▶ _PROBLEM DETAILS_: All entries should be copied exactly, none left out.

[DATA FOR PROCESSING Boundary: Start]

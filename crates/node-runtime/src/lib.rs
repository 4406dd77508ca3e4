//! # Node Runtime Library
//!
//! Exposes the runtime's configuration, wiring and background tasks for
//! testing. The main entry point is the `main.rs` binary.
//!
//! ## Architectural Patterns
//!
//! - **DDD (Domain-Driven Design)**: Each subsystem owns its domain logic
//! - **Hexagonal Architecture**: Ports define contracts, Adapters implement them
//! - **Transactions over Locks**: all coordination happens in the document store

#![warn(missing_docs)]
#![warn(clippy::all)]
#![cfg_attr(test, allow(clippy::unwrap_used))]

pub mod container;
pub mod tasks;

pub use container::{ConfigError, NodeConfig, SubsystemContainer};
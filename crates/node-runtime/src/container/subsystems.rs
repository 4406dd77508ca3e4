//! # Subsystem Container
//!
//! Holds all subsystem instances and wires them to shared infrastructure.
//!
//! ## Initialization Order
//!
//! ```text
//! Level 0: clock, event bus, document store, identity table, verifier
//! Level 1: RateLimiter, PairingCodeRegistry
//! Level 2: ConnectionTransactionEngine, EntitlementSync
//! Level 3: OrphanAuditor, AccountDeletionCoordinator
//! Level 4: GatewayService
//! ```
//!
//! Subsystems never call each other through the container; the gateway is
//! the only consumer of the assembled set.

use crate::container::config::NodeConfig;
use cl_01_document_store::{InMemoryDocumentStore, Store};
use cl_02_rate_limiter::RateLimiter;
use cl_03_pairing_codes::{PairingCodeRegistry, RandomCodeSource};
use cl_04_subscription_inheritance::{EntitlementSync, StaticEntitlementVerifier};
use cl_05_connection_engine::ConnectionTransactionEngine;
use cl_06_orphan_auditor::OrphanAuditor;
use cl_07_account_deletion::AccountDeletionCoordinator;
use cl_08_api_gateway::{GatewayService, StaticTokenIdentity, Subsystems};
use shared_bus::InMemoryEventBus;
use shared_types::{Clock, SystemClock};
use std::sync::Arc;
use tracing::info;

/// Central container holding all subsystem instances.
pub struct SubsystemContainer {
    /// Configuration the container was built from.
    pub config: NodeConfig,

    // =========================================================================
    // SHARED INFRASTRUCTURE
    // =========================================================================
    /// Time source.
    pub clock: Arc<dyn Clock>,
    /// Partner notification bus.
    pub event_bus: Arc<InMemoryEventBus>,
    /// Transactional document store.
    pub store: Store,
    /// Backend behind `store`.
    pub backend: Arc<InMemoryDocumentStore>,
    /// Token table, also the deletion auth directory.
    pub identity: Arc<StaticTokenIdentity>,
    /// Purchase verifier.
    pub verifier: Arc<StaticEntitlementVerifier>,

    // =========================================================================
    // SUBSYSTEMS
    // =========================================================================
    /// Subsystem services (rate limiter, codes, connections, entitlement,
    /// auditor, deletion).
    pub subsystems: Subsystems,
    /// Authenticated facade.
    pub gateway: Arc<GatewayService>,
}

impl SubsystemContainer {
    /// Build every subsystem from `config` on the system clock.
    pub fn new(config: NodeConfig) -> Self {
        Self::with_clock(config, Arc::new(SystemClock))
    }

    /// Build every subsystem on an explicit clock.
    pub fn with_clock(config: NodeConfig, clock: Arc<dyn Clock>) -> Self {
        info!("Initializing CoupleLink subsystems");

        // Level 0
        let event_bus = Arc::new(InMemoryEventBus::new());
        let backend = Arc::new(InMemoryDocumentStore::new());
        let store = Store::new(backend.clone(), config.store.clone());
        let identity = Arc::new(StaticTokenIdentity::from_token_list(&config.seed.identity_tokens));
        let verifier = Arc::new(StaticEntitlementVerifier::new());
        for account in &config.seed.entitled_accounts {
            verifier.grant(account.as_str());
        }
        info!(
            tokens = identity.len(),
            entitled = config.seed.entitled_accounts.len(),
            "Identity and entitlement adapters ready"
        );

        // Level 1
        let limiter = Arc::new(RateLimiter::new(
            store.clone(),
            clock.clone(),
            config.rate_limit.clone(),
        ));
        let codes = Arc::new(PairingCodeRegistry::new(
            store.clone(),
            clock.clone(),
            Arc::new(RandomCodeSource),
            config.pairing.clone(),
        ));
        info!(mode = ?config.rate_limit.mode, failure_policy = ?config.rate_limit.failure_policy, "[cl-02] Rate limiter initialized");

        // Level 2
        let connections = Arc::new(ConnectionTransactionEngine::new(
            store.clone(),
            clock.clone(),
            codes.clone(),
            event_bus.clone(),
            config.connection.clone(),
        ));
        let entitlements = Arc::new(EntitlementSync::new(
            store.clone(),
            clock.clone(),
            verifier.clone(),
            event_bus.clone(),
        ));

        // Level 3
        let auditor = Arc::new(OrphanAuditor::new(
            store.clone(),
            clock.clone(),
            event_bus.clone(),
        ));
        let deletion = Arc::new(AccountDeletionCoordinator::new(
            store.clone(),
            clock.clone(),
            identity.clone(),
            event_bus.clone(),
            config.deletion.clone(),
        ));
        info!(mode = ?config.deletion.mode, "[cl-07] Account deletion initialized");

        // Level 4
        let subsystems = Subsystems {
            limiter,
            codes,
            connections,
            entitlements,
            auditor,
            deletion,
        };
        let gateway = Arc::new(GatewayService::new(
            store.clone(),
            clock.clone(),
            identity.clone(),
            subsystems.clone(),
            config.gateway.clone(),
        ));
        info!(admin_enabled = config.gateway.admin_enabled(), "[cl-08] Gateway initialized");

        Self {
            config,
            clock,
            event_bus,
            store,
            backend,
            identity,
            verifier,
            subsystems,
            gateway,
        }
    }
}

[DATA FOR PROCESSING Boundary: End]

▶ _SOLUTION FOR THIS TASK_:
filename crates/node-runtime/src/lib.rs
repository 4406dd77508ca3e4
//! # Node Runtime Library
//!
//! Exposes the runtime's configuration, wiring and background tasks for
//! testing. The main entry point is the `main.rs` binary.
//!
//! ## Architectural Patterns
//!
//! - **DDD (Domain-Driven Design)**: Each subsystem owns its domain logic
//! - **Hexagonal Architecture**: Ports define contracts, Adapters implement them
//! - **Transactions over Locks**: all coordination happens in the document store

#![warn(missing_docs)]
#![warn(clippy::all)]
#![cfg_attr(test, allow(clippy::unwrap_used))]

pub mod container;
pub mod tasks;

pub use container::{ConfigError, NodeConfig, SubsystemContainer};
filename crates/node-runtime/src/container/subsystems.rs
repository 4406dd77508ca3e4
//! # Subsystem Container
//!
//! Holds all subsystem instances and wires them to shared infrastructure.
//!
//! ## Initialization Order
//!
//! ```text
//! Level 0: clock, event bus, document store, identity table, verifier
//! Level 1: RateLimiter, PairingCodeRegistry
//! Level 2: ConnectionTransactionEngine, EntitlementSync
//! Level 3: OrphanAuditor, AccountDeletionCoordinator
//! Level 4: GatewayService
//! ```
//!
//! Subsystems never call each other through the container; the gateway is
//! the only consumer of the assembled set.

use crate::container::config::NodeConfig;
use cl_01_document_store::{InMemoryDocumentStore, Store};
use cl_02_rate_limiter::RateLimiter;
use cl_03_pairing_codes::{PairingCodeRegistry, RandomCodeSource};
use cl_04_subscription_inheritance::{EntitlementSync, StaticEntitlementVerifier};
use cl_05_connection_engine::ConnectionTransactionEngine;
use cl_06_orphan_auditor::OrphanAuditor;
use cl_07_account_deletion::AccountDeletionCoordinator;
use cl_08_api_gateway::{GatewayService, StaticTokenIdentity, Subsystems};
use shared_bus::InMemoryEventBus;
use shared_types::{Clock, SystemClock};
use std::sync::Arc;
use tracing::info;

/// Central container holding all subsystem instances.
pub struct SubsystemContainer {
    /// Configuration the container was built from.
    pub config: NodeConfig,

    // =========================================================================
    // SHARED INFRASTRUCTURE
    // =========================================================================
    /// Time source.
    pub clock: Arc<dyn Clock>,
    /// Partner notification bus.
    pub event_bus: Arc<InMemoryEventBus>,
    /// Transactional document store.
    pub store: Store,
    /// Backend behind `store`.
    pub backend: Arc<InMemoryDocumentStore>,
    /// Token table, also the deletion auth directory.
    pub identity: Arc<StaticTokenIdentity>,
    /// Purchase verifier.
    pub verifier: Arc<StaticEntitlementVerifier>,

    // =========================================================================
    // SUBSYSTEMS
    // =========================================================================
    /// Subsystem services (rate limiter, codes, connections, entitlement,
    /// auditor, deletion).
    pub subsystems: Subsystems,
    /// Authenticated facade.
    pub gateway: Arc<GatewayService>,
}

impl SubsystemContainer {
    /// Build every subsystem from `config` on the system clock.
    pub fn new(config: NodeConfig) -> Self {
        Self::with_clock(config, Arc::new(SystemClock))
    }

    /// Build every subsystem on an explicit clock.
    pub fn with_clock(config: NodeConfig, clock: Arc<dyn Clock>) -> Self {
        info!("Initializing CoupleLink subsystems");

        // Level 0
        let event_bus = Arc::new(InMemoryEventBus::new());
        let backend = Arc::new(InMemoryDocumentStore::new());
        let store = Store::new(backend.clone(), config.store.clone());
        let identity = Arc::new(StaticTokenIdentity::from_token_list(&config.seed.identity_tokens));
        let verifier = Arc::new(StaticEntitlementVerifier::new());
        for account in &config.seed.entitled_accounts {
            verifier.grant(account.as_str());
        }
        info!(
            tokens = identity.len(),
            entitled = config.seed.entitled_accounts.len(),
            "Identity and entitlement adapters ready"
        );

        // Level 1
        let limiter = Arc::new(RateLimiter::new(
            store.clone(),
            clock.clone(),
            config.rate_limit.clone(),
        ));
        let codes = Arc::new(PairingCodeRegistry::new(
            store.clone(),
            clock.clone(),
            Arc::new(RandomCodeSource),
            config.pairing.clone(),
        ));
        info!(mode = ?config.rate_limit.mode, failure_policy = ?config.rate_limit.failure_policy, "[cl-02] Rate limiter initialized");

        // Level 2
        let connections = Arc::new(ConnectionTransactionEngine::new(
            store.clone(),
            clock.clone(),
            codes.clone(),
            event_bus.clone(),
            config.connection.clone(),
        ));
        let entitlements = Arc::new(EntitlementSync::new(
            store.clone(),
            clock.clone(),
            verifier.clone(),
            event_bus.clone(),
        ));

        // Level 3
        let auditor = Arc::new(OrphanAuditor::new(
            store.clone(),
            clock.clone(),
            event_bus.clone(),
        ));
        let deletion = Arc::new(AccountDeletionCoordinator::new(
            store.clone(),
            clock.clone(),
            identity.clone(),
            event_bus.clone(),
            config.deletion.clone(),
        ));
        info!(mode = ?config.deletion.mode, "[cl-07] Account deletion initialized");

        // Level 4
        let subsystems = Subsystems {
            limiter,
            codes,
            connections,
            entitlements,
            auditor,
            deletion,
        };
        let gateway = Arc::new(GatewayService::new(
            store.clone(),
            clock.clone(),
            identity.clone(),
            subsystems.clone(),
            config.gateway.clone(),
        ));
        info!(admin_enabled = config.gateway.admin_enabled(), "[cl-08] Gateway initialized");

        Self {
            config,
            clock,
            event_bus,
            store,
            backend,
            identity,
            verifier,
            subsystems,
            gateway,
        }
    }
}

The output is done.